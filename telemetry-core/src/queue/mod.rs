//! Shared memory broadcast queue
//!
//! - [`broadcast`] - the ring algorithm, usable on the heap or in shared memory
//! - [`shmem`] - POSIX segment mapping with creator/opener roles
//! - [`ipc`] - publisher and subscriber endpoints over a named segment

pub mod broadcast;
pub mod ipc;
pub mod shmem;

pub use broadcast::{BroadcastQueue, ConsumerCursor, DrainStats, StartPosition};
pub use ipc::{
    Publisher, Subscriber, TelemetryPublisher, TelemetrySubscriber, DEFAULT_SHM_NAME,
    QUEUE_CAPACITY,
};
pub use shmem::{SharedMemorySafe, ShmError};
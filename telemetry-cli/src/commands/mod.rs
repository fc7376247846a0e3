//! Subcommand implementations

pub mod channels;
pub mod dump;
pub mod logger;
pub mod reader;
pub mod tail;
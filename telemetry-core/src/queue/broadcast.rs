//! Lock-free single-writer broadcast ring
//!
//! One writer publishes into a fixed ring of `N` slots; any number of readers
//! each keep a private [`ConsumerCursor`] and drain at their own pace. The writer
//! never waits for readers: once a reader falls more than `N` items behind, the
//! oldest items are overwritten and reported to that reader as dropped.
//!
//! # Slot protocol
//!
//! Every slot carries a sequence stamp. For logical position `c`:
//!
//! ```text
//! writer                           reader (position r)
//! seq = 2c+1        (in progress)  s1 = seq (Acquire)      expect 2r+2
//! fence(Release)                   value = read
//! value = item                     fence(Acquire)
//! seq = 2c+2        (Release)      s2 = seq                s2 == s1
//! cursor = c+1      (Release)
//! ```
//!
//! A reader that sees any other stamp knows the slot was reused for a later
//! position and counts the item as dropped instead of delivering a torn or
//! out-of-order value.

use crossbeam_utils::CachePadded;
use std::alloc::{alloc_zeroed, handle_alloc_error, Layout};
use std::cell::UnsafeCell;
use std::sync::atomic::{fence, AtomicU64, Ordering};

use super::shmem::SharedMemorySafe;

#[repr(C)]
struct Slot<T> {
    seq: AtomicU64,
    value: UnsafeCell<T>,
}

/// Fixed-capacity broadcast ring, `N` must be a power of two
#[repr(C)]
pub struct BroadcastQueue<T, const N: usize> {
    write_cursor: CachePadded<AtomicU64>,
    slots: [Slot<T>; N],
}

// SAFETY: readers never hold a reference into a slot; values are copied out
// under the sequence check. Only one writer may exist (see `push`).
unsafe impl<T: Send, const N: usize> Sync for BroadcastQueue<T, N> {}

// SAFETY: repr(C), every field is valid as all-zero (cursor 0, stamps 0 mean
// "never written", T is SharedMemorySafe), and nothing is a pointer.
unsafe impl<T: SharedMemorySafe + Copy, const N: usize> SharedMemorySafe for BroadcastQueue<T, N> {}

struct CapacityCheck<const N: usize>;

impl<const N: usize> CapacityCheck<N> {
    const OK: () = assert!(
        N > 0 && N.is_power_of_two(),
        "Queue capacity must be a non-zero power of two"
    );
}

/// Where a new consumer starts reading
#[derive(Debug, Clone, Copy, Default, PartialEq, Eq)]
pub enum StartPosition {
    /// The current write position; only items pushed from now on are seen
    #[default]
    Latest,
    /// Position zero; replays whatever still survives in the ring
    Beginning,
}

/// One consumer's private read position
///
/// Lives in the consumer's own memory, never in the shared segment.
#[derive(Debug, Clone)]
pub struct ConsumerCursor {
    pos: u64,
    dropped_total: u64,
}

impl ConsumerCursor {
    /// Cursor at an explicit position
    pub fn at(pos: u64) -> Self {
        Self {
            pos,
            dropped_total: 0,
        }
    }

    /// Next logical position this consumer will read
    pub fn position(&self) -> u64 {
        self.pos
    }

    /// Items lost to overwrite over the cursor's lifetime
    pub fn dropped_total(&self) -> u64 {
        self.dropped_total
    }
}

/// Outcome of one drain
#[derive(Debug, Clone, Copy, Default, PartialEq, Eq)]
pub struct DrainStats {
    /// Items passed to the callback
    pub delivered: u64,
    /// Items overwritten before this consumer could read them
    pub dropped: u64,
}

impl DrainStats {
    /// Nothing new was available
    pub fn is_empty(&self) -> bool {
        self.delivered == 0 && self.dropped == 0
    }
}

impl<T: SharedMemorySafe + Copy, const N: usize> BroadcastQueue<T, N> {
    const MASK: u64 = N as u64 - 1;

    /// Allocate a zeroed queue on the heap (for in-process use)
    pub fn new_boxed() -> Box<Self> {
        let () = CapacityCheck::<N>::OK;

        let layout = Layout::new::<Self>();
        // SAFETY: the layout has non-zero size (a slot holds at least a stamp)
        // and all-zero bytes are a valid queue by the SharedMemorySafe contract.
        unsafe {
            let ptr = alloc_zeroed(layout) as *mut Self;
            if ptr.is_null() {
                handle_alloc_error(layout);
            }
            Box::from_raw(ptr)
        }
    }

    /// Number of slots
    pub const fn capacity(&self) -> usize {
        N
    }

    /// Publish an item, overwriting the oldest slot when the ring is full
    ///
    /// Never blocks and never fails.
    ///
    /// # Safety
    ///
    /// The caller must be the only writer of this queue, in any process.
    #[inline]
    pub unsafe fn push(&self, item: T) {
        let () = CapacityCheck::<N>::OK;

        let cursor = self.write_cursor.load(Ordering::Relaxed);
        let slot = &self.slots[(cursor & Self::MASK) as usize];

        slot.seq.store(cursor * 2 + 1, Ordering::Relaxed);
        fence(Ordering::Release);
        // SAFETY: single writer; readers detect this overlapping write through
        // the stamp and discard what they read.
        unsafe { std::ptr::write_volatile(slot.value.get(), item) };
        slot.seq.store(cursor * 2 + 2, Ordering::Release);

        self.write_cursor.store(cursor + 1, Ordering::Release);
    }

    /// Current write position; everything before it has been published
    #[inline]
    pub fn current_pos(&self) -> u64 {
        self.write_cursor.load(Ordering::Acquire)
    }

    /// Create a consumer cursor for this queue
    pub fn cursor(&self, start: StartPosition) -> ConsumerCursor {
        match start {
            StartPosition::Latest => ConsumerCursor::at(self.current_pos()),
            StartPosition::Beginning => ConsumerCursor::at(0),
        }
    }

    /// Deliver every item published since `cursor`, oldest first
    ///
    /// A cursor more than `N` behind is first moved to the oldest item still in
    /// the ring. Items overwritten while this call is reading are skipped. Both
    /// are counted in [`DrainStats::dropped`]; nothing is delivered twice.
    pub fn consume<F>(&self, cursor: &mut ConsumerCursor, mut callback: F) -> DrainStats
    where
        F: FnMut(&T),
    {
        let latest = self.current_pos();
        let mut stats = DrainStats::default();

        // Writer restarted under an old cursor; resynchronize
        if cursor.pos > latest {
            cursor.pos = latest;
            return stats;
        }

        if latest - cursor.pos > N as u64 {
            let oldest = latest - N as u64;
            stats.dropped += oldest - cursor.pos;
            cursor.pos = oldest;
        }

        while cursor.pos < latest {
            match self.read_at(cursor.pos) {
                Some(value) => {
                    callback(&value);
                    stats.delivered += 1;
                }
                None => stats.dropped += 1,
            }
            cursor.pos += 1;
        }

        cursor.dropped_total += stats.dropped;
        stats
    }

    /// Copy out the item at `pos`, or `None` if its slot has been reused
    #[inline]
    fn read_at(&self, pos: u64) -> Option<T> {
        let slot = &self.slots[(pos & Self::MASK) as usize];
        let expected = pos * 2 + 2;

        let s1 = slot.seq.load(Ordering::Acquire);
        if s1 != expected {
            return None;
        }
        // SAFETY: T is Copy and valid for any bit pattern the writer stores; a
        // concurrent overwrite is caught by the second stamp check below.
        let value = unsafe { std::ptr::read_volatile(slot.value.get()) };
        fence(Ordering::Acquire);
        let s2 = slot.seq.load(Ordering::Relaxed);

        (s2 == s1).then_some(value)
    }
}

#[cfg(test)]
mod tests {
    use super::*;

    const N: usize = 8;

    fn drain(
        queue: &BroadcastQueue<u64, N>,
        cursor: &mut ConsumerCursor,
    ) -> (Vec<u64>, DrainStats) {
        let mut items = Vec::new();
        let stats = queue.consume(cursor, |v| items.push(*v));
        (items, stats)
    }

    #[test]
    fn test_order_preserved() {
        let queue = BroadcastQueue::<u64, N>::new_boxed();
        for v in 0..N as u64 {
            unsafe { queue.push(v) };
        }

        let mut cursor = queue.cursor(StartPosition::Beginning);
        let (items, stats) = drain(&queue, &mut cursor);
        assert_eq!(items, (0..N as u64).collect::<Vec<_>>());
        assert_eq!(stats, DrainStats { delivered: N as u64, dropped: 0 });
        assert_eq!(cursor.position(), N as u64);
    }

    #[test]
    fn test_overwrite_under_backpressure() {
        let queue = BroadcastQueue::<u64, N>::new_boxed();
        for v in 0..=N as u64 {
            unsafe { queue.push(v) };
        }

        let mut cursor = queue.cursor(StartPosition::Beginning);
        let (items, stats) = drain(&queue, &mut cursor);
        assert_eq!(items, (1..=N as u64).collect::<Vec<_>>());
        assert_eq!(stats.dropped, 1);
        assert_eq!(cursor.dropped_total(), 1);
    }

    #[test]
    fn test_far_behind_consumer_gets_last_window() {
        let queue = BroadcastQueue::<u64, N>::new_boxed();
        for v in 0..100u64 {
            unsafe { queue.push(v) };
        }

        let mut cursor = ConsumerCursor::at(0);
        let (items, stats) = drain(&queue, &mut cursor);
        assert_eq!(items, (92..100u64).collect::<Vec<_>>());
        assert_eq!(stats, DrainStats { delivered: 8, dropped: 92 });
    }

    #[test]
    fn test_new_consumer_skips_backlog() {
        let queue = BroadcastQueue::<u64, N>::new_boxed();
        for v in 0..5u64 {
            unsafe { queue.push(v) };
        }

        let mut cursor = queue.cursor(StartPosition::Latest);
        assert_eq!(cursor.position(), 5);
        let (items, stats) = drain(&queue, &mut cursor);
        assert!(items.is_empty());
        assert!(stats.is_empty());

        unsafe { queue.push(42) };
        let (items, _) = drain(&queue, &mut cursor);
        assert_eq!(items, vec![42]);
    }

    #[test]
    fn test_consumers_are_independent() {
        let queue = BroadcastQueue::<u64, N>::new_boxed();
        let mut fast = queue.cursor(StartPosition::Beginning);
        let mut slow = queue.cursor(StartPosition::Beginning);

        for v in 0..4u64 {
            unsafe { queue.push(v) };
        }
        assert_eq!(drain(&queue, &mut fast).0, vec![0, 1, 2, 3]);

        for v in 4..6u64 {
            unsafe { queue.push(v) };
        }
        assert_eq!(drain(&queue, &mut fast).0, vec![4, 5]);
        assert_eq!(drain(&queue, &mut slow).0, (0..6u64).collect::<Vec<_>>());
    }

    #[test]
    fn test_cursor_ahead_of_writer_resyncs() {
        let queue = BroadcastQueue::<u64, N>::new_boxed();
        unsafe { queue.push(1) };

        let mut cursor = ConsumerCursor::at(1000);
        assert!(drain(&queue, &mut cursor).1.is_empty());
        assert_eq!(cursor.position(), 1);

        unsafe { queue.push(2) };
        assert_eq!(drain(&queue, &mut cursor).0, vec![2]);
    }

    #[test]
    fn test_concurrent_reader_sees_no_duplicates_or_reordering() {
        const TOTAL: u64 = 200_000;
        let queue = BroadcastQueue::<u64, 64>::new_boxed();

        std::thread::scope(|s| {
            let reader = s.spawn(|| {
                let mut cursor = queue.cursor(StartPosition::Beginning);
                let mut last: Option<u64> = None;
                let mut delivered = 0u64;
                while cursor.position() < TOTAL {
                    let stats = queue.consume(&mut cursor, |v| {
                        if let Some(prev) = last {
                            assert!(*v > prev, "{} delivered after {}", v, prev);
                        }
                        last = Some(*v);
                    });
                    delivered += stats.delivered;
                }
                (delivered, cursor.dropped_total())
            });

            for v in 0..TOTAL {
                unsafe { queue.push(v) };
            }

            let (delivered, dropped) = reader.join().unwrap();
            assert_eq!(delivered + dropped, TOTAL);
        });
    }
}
--
WHAT YOU ARE ASKED TO DO: Find the word "Option" in the data and copy out each line where it turns up.

EXERCISE SOLUTION:
    fn read_at(&self, pos: u64) -> Option<T> {
                let mut last: Option<u64> = None;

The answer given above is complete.